Square and urban park in Kolkata

Santosh Mitra Square is a public square and tourist attraction located in Bowbazar, Kolkata. It is a popular gathering place for various cultural and political events. The park is named after the Bengali freedom fighter Santosh Kumar Mitra. One of the events held here is Durga Puja, an annually held festival, for which the park is crowded during puja days. It is visited by people from far and wide for its Durga Puja pandals. Also known as Lebutala Park. The Durga Puja of the park was started in 1936. Sajal Ghosh is the secretary and main organizer. (Note: Supported by multiple references:) It is located very close to Sealdah railway station.

== Durga Puja themes ==
Durga Puja is the most celebrated festival in Bengal. It is a ten-day festival that celebrates the victory of good over evil and Durga's victory over Mahishasura. It is observed all over West Bengal and Bangladesh with great enthusiasm, usually occurring in the months of September or October.
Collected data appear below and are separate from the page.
// Copyright (c) 2025 Fabstir
// SPDX-License-Identifier: BUSL-1.1
//! Instruction prefixing for E5-style models
//!
//! E5 checkpoints were trained with task-conditioning prefixes, so a query
//! and a passage with the same text must be embedded differently.

use serde::{Deserialize, Serialize};

/// Prefix used for search queries under the e5 policy
pub const QUERY_PREFIX: &str = "query: ";

/// Prefix used for indexed passages under the e5 policy
pub const PASSAGE_PREFIX: &str = "passage: ";

/// Role of the texts being embedded
#[derive(Debug, Clone, Copy, PartialEq, Eq, Default, Serialize, Deserialize)]
#[serde(rename_all = "lowercase")]
pub enum Mode {
    Query,
    #[default]
    Passage,
}

impl Mode {
    pub fn prefix(&self) -> &'static str {
        match self {
            Mode::Query => QUERY_PREFIX,
            Mode::Passage => PASSAGE_PREFIX,
        }
    }
}

/// Whether texts get an instruction prefix before inference
#[derive(Debug, Clone, Copy, PartialEq, Eq, Default, Serialize, Deserialize)]
#[serde(rename_all = "lowercase")]
pub enum InstructionPolicy {
    /// Texts pass through unchanged
    None,
    /// Texts get `"query: "` or `"passage: "` depending on [`Mode`]
    #[default]
    E5,
}

/// Applies the instruction policy to a batch, preserving order
pub fn apply_instruction(texts: &[String], mode: Mode, instruction: InstructionPolicy) -> Vec<String> {
    match instruction {
        InstructionPolicy::None => texts.to_vec(),
        InstructionPolicy::E5 => {
            let prefix = mode.prefix();
            texts
                .iter()
                .map(|text| format!("{}{}", prefix, text))
                .collect()
        }
    }
}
The festival begins with Mahalaya when the idols of Durga and her children Ganesh, Karthik, Lakshmi, Saraswati and her divine enemy Mahishasura are crafted and installed in pandals. The idols are worshipped with offerings, often featuring garlands or malas worn by the idols'. Special rituals are performed on the seventh (Saptami), eighth (Ashtami) and ninth days (Navami). Durga Puja ends with Vijaya Dashami as the tenth day, noticeably when Durga wins the battle against her enemy. Most of the idols are immersed in a nearby pond, lake or river on the tenth day.

=== 2025: Operation Sindoor ===
Santosh Mitra Square opted for a patriotic theme in the Durga Puja of 2025. The committee chose Operation Sindoor as its theme. (Note: Supported by multiple references:) With the song 'Aarambh Hi Prachanda' playing in the background. This theme had been chosen to honor the bravery of the Indian military forces in the armed conflict. The park uses visual imaging on a mountain-like canopy to represent tension between the two countries like Pahalgam terrorist attacks in Jammu and Kashmir and cross-border terrorism. Models of military weapons and missiles are also present to add to the theme. (Note: Supported by multiple references:) The visual imaging was about delivering strong nationalistic and patriotic messages. Besides, Prime Minister Narendra Modi and IT professors Bitan Adhikari and Samir Das who both died in the Pahalgam attacks were also present in it.

==== Description ====
The pandal resembled a rugged mountain with a cave, symbolizing the strenuous terrains Indian soldiers had to overcome in missions, particularly the Pahalgam mission. The exterior symbolizes military features such as camouflage, barbed wires and soldier silhouttes. It had an enormous structure made with fibers for durability. The Durga maa idol was present inside the cave, made by the Mintu Pal Studio of Kumartuli. The idol was surround by texture to resemble a military bunker or outpost. The visual imaging projected illustrations on the 'mountain', showing the Indian army.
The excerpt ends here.